This is not a story. Nike allows their elites to pretty much mix and match any features they want on a shoe. It's like a Build-A-Bear Workshop for runners.
This is not a story. Nike allows their elites to pretty much mix and match any features they want on a shoe. It's like a Build-A-Bear Workshop for runners.
FFF wrote:
Frank Shorter won the 1972 Olympic Marathon in the same shoes he wore a few days prior in the 10,000 meter.
The shoes no longer had a spike plate. This isn't rocket science. It's just shoes.
Shorter's were not out of the box shoes. Adidas made them only for him. You'll notice in both the 10 and the marathon, he's the only Adidas athlete wearing them. I remember (I really do) Erich Segal, who did the commentary for the race on ABC, and who was an English professor of Shorter's when he was at Yale, making a big deal of this. Good heaven's I'm getting old.
800 dude wrote:
This is not a story. Nike allows their elites to pretty much mix and match any features they want on a shoe. It's like a Build-A-Bear Workshop for runners.
"It's like a Build-A-Bear Workshop for runners"
lovely!
Agree.
I thought the idea of the Vaporfly was to bring the optimal cushioning and a track spike stiffness to a road shoe. It would be interesting to study it next to spikes but for now I think its benefits are questionable.
She’s a mom that heel strikes, why even bother with spikes?
typical LR poster wrote:
She’s a mom that heel strikes, why even bother with spikes?
What's wrong with heel striking? Get out of here with that pseudoscience born to run b.s..
Montesquieu wrote:
FFF wrote:
Frank Shorter won the 1972 Olympic Marathon in the same shoes he wore a few days prior in the 10,000 meter.
The shoes no longer had a spike plate. This isn't rocket science. It's just shoes.
Shorter's were not out of the box shoes. Adidas made them only for him. You'll notice in both the 10 and the marathon, he's the only Adidas athlete wearing them. I remember (I really do) Erich Segal, who did the commentary for the race on ABC, and who was an English professor of Shorter's when he was at Yale, making a big deal of this. Good heaven's I'm getting old.

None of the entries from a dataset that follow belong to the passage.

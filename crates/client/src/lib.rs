pub mod client;
pub mod normalize;
pub mod transport;
pub mod types;

mod error;

pub use client::SearchClient;
pub use error::SearchError;
pub use normalize::normalize;
pub use transport::{GraphQlTransport, Transport};
pub use types::*;

pub type Result<T> = std::result::Result<T, SearchError>;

I didn't say Shorter's shoes were commercially available. Though they sort of came out for a brief time after the fact as the Apollo (I think it was called that).
Tiger did the same thing, that after-the-fact, with Rodgers. Shorter was wearing the Ohbori, then Bill had shoes that were a bit different. Tiger issued them for a brief time as the BR Racer or something. The fashion shoe that's been around forever is a visual clone, but I haven't seen a BR Racer again since maybe 1977.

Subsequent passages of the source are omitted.